Onchilles locked in a $25M Series A1 round that feels more like a strategic alignment than a cash grab. Invivium Capital, Kennedy Lewis Investment Management, and UCM Ventures joined as new investors, while LYZZ Capital Advisors and Lincoln Park Capital Fund doubled down as returning believers. Together, they push Onchilles’ total Series A to $32M, with cumulative funding now sitting at roughly $40M. On the board, you’ll find some serious horsepower: Kevin Li, Ph.D. (LYZZ), Mike Liang, Ph.D. (Invivium), and Thomas DeSouza (Kennedy Lewis), each backing a science that’s equal parts elegance and precision.
The data isn’t hype, it’s hard proof.

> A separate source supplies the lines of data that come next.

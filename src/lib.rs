//! # Overlay IPAM - Deterministic address assignment for overlay network peers
//!
//! This library assigns IPv4 and IPv6 addresses to the peers of a private
//! overlay network. Every address is a pure function of a small integer peer
//! id and the configured overlay pools, so addresses never need to be stored
//! alongside the peer.
//!
//! ## Overview
//!
//! - **Gateway resolution**: parse a pool CIDR and derive its gateway (`a.b.c.0/24` -> `a.b.c.1`)
//! - **Address allocation**: map a peer id onto one address in each pool
//! - **Free id lookup**: choose the smallest unused peer id, reusing gaps left by deleted peers
//! - **Network configuration**: both resolved pools, built once and passed explicitly
//!
//! ## Architecture
//!
//! - `ip`: gateway resolution, address allocation and free id lookup
//! - `network_config`: the immutable process-wide pool configuration
//! - `config`: YAML configuration structures and validation
//! - `config_loader`: configuration file loading
//! - `error`: error types of the address-assignment core
//! - `utils`: IP classification and formatting helpers
//!
//! ## Example Usage
//!
//! ```rust
//! use overlay_ipam::NetworkConfig;
//!
//! let network = NetworkConfig::new("10.99.97.0/24", "fd00::10:97:0/112")?;
//!
//! // Existing peers hold ids 2, 3 and 5; the next peer reuses the gap.
//! let plan = network.plan_next_peer(&[2, 3, 5])?;
//! assert_eq!(plan.id, 4);
//! assert_eq!(plan.address.ipv4.to_string(), "10.99.97.4");
//! assert_eq!(plan.address.ipv6.to_string(), "fd00::10:97:4");
//! # Ok::<(), overlay_ipam::IpamError>(())
//! ```
//!
//! ## Concurrency
//!
//! All operations are synchronous and side-effect free, and [`NetworkConfig`]
//! is read-only, so it can be shared between threads without locking. The
//! sequence "read existing peers, choose id, allocate, persist" is not atomic:
//! callers must serialize it themselves.
//!
//! ## Error Handling
//!
//! Library functions return [`IpamError`]. An invalid pool CIDR is fatal at
//! startup; an exhausted pool only refuses the peer being created. The binary
//! wraps errors with `color_eyre` for reporting.

pub mod config;
pub mod config_loader;
pub mod error;
pub mod ip;
pub mod network_config;
pub mod utils;

pub use error::IpamError;
pub use network_config::{AddressFamilies, NetworkConfig, PeerAddress, PeerAssignment};
use log::LevelFilter;
use serde::{Deserialize, Serialize};

use crate::error::IpamError;
use crate::network_config::{AddressFamilies, NetworkConfig};

/// Default IPv4 overlay pool
pub const DEFAULT_IPV4_POOL: &str = "10.99.97.0/24";
/// Default IPv6 overlay pool
pub const DEFAULT_IPV6_POOL: &str = "fd00::10:97:0/112";

const LOG_LEVELS: [&str; 5] = ["error", "warn", "info", "debug", "trace"];

/// Top-level configuration that mirrors the YAML file
#[derive(Debug, Serialize, Deserialize, Clone, Default, PartialEq)]
#[serde(default)]
pub struct Config {
    pub general: GeneralConfig,
    pub network: NetworkSettings,
}

/// General process settings
#[derive(Debug, Serialize, Deserialize, Clone, PartialEq)]
#[serde(default)]
pub struct GeneralConfig {
    /// Default log filter when RUST_LOG is unset
    pub log_level: String,
}

/// Overlay address pools
#[derive(Debug, Serialize, Deserialize, Clone, PartialEq)]
#[serde(default)]
pub struct NetworkSettings {
    /// IPv4 pool in CIDR notation (e.g., "10.99.97.0/24")
    pub ipv4_pool: String,
    /// IPv6 pool in CIDR notation (e.g., "fd00::10:97:0/112")
    pub ipv6_pool: String,
    /// Route IPv4 through the overlay
    pub ipv4_enabled: bool,
    /// Route IPv6 through the overlay
    pub ipv6_enabled: bool,
}

/// Configuration validation errors
#[derive(Debug, thiserror::Error)]
pub enum ValidationError {
    #[error("Invalid general configuration: {0}")]
    InvalidGeneral(String),
    #[error("Invalid network configuration: {0}")]
    InvalidNetwork(String),
}

impl Config {
    /// Validate the configuration
    pub fn validate(&self) -> Result<(), ValidationError> {
        let level = self.general.log_level.to_lowercase();
        if !LOG_LEVELS.contains(&level.as_str()) {
            return Err(ValidationError::InvalidGeneral(format!(
                "log_level must be one of {:?}, got '{}'",
                LOG_LEVELS, self.general.log_level
            )));
        }

        let network = &self.network;
        if network.ipv4_pool.trim().is_empty() {
            return Err(ValidationError::InvalidNetwork("ipv4_pool cannot be empty".to_string()));
        }
        if network.ipv6_pool.trim().is_empty() {
            return Err(ValidationError::InvalidNetwork("ipv6_pool cannot be empty".to_string()));
        }
        if !network.ipv4_enabled && !network.ipv6_enabled {
            return Err(ValidationError::InvalidNetwork(
                "at least one of ipv4_enabled or ipv6_enabled must be true".to_string(),
            ));
        }

        Ok(())
    }

    /// Build the overlay network configuration from the configured pools
    pub fn network_config(&self) -> Result<NetworkConfig, IpamError> {
        NetworkConfig::new(&self.network.ipv4_pool, &self.network.ipv6_pool)
    }

    /// Log filter for the configured level, `info` when it does not parse
    pub fn log_level_filter(&self) -> LevelFilter {
        self.general.log_level.parse().unwrap_or(LevelFilter::Info)
    }

    /// Address families routed through the overlay
    pub fn address_families(&self) -> AddressFamilies {
        AddressFamilies {
            ipv4: self.network.ipv4_enabled,
            ipv6: self.network.ipv6_enabled,
        }
    }
}

/// Default implementations
impl Default for GeneralConfig {
    fn default() -> Self {
        Self {
            log_level: "info".to_string(),
        }
    }
}

impl Default for NetworkSettings {
    fn default() -> Self {
        Self {
            ipv4_pool: DEFAULT_IPV4_POOL.to_string(),
            ipv6_pool: DEFAULT_IPV6_POOL.to_string(),
            ipv4_enabled: true,
            ipv6_enabled: true,
        }
    }
}
//! Peer address allocation logic.
//!
//! Maps a peer id onto one IPv4 and one IPv6 address inside the overlay
//! subnets. The id is consumed in 8-bit chunks, least significant first;
//! each chunk is added into successive low-order bytes of the network
//! base addresses. On the IPv6 side each chunk is first re-encoded so
//! the address suffix reads as the decimal id (id 100 becomes `::100`).

use ipnet::{Ipv4Net, Ipv6Net};
use std::net::{Ipv4Addr, Ipv6Addr};

use crate::error::IpamError;
use crate::utils::ip_utils::is_assignable_ipv6;

/// How an 8-bit id chunk is written into two bytes of the IPv6 suffix
pub trait Ipv6SuffixEncoding {
    fn encode(&self, chunk: u8) -> u16;
}

/// Writes the decimal digits of each chunk as literal hex digits
#[derive(Debug, Clone, Copy, Default)]
pub struct DecimalAsHex;

impl Ipv6SuffixEncoding for DecimalAsHex {
    fn encode(&self, chunk: u8) -> u16 {
        decimal_as_hex(chunk)
    }
}

/// Re-encode a byte so its decimal digits become hex digits (`255` -> `0x255`)
///
/// # Examples
/// ```
/// use overlay_ipam::ip::decimal_as_hex;
///
/// assert_eq!(decimal_as_hex(100), 0x100);
/// assert_eq!(decimal_as_hex(42), 0x42);
/// assert_eq!(decimal_as_hex(255), 0x255);
/// ```
pub fn decimal_as_hex(decimal: u8) -> u16 {
    let decimal = u16::from(decimal);
    (decimal % 10) + 16 * ((decimal / 10) % 10) + 256 * (decimal / 100)
}

/// Generate the IPv4 and IPv6 addresses of a peer
///
/// Fails with [`IpamError::AddressPoolExhausted`] when the IPv4 result leaves
/// its subnet or hits the broadcast address, or when the IPv6 result leaves its
/// subnet or is neither global nor link-local unicast.
///
/// # Examples
/// ```
/// use overlay_ipam::ip::allocate;
///
/// let v4 = "127.10.0.0/16".parse().unwrap();
/// let v6 = "fe80::/112".parse().unwrap();
/// let (ipv4, ipv6) = allocate(&v4, &v6, 100).unwrap();
/// assert_eq!(ipv4.to_string(), "127.10.0.100");
/// assert_eq!(ipv6.to_string(), "fe80::100");
/// ```
pub fn allocate(v4_net: &Ipv4Net, v6_net: &Ipv6Net, id: u32) -> Result<(Ipv4Addr, Ipv6Addr), IpamError> {
    allocate_with(&DecimalAsHex, v4_net, v6_net, id)
}

/// Same as [`allocate`] with a custom IPv6 suffix encoding
pub fn allocate_with<E: Ipv6SuffixEncoding>(
    encoding: &E,
    v4_net: &Ipv4Net,
    v6_net: &Ipv6Net,
    id: u32,
) -> Result<(Ipv4Addr, Ipv6Addr), IpamError> {
    let mut v4 = v4_net.network().octets();
    let mut v6 = v6_net.network().octets();

    // Bytes wrap individually; there is no carry into the next byte.
    for (k, chunk) in id_chunks(id).enumerate() {
        let pos4 = v4.len() - 1 - k;
        v4[pos4] = v4[pos4].wrapping_add(chunk);

        let [high, low] = encoding.encode(chunk).to_be_bytes();
        let pos6 = v6.len() - 2 - 2 * k;
        v6[pos6] = v6[pos6].wrapping_add(high);
        v6[pos6 + 1] = v6[pos6 + 1].wrapping_add(low);
    }

    let ipv4 = Ipv4Addr::from(v4);
    if !v4_net.contains(&ipv4) || ipv4 == v4_net.broadcast() {
        log::warn!("IPv4 pool {} exhausted for peer id {} (derived {})", v4_net, id, ipv4);
        return Err(IpamError::AddressPoolExhausted { id });
    }

    let ipv6 = Ipv6Addr::from(v6);
    if !v6_net.contains(&ipv6) || !is_assignable_ipv6(&ipv6) {
        log::warn!("IPv6 pool {} exhausted for peer id {} (derived {})", v6_net, id, ipv6);
        return Err(IpamError::AddressPoolExhausted { id });
    }

    log::debug!("Generated addresses {} and {} for peer id {}", ipv4, ipv6, id);
    Ok((ipv4, ipv6))
}

/// Split an id into base-256 digits, least significant first, stopping once no bits remain
fn id_chunks(id: u32) -> impl Iterator<Item = u8> {
    std::iter::successors(Some(id), |left| Some(left >> 8))
        .take_while(|left| *left != 0)
        .map(|left| (left & 0xff) as u8)
}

Onchilles has run N17350, its lead candidate, across 11 cancer types, 80+ cell lines, 41 patient samples, and 25+ animal models. The results? Selective tumor kill, immune activation, durable remissions, and no resistance even after repeat dosing. More impressive, the company’s already completed a GMP manufacturing run, over 5,000 doses ready for human use. Trials kick off in Australia in early 2026, with U.S. IND clearance and enrollment expected mid-year. That’s not a timeline, it’s a countdown.
Guiding the ship, Court R. Turner brings more than 25 years of biotech grit, from Avalon Ventures to building Synthorx (acquired by Sanofi). Dr. Lev Becker, now full-time CSO, transforms lab discovery into clinical reality. Alongside veterans like Marc Nasoff, Ph.D., and Emily Roberts-Thomson, this lean team is marching toward clinical proof-of-concept by late 2026.
In a market forecasted to hit $600.97B by 2034, growing at 11.54% CAGR, Onchilles isn’t just in the fight, it’s changing the fight’s physics. The ELANE pathway isn’t about killing faster; it’s about killing smarter. And for cancer, that’s a problem money can’t outrun.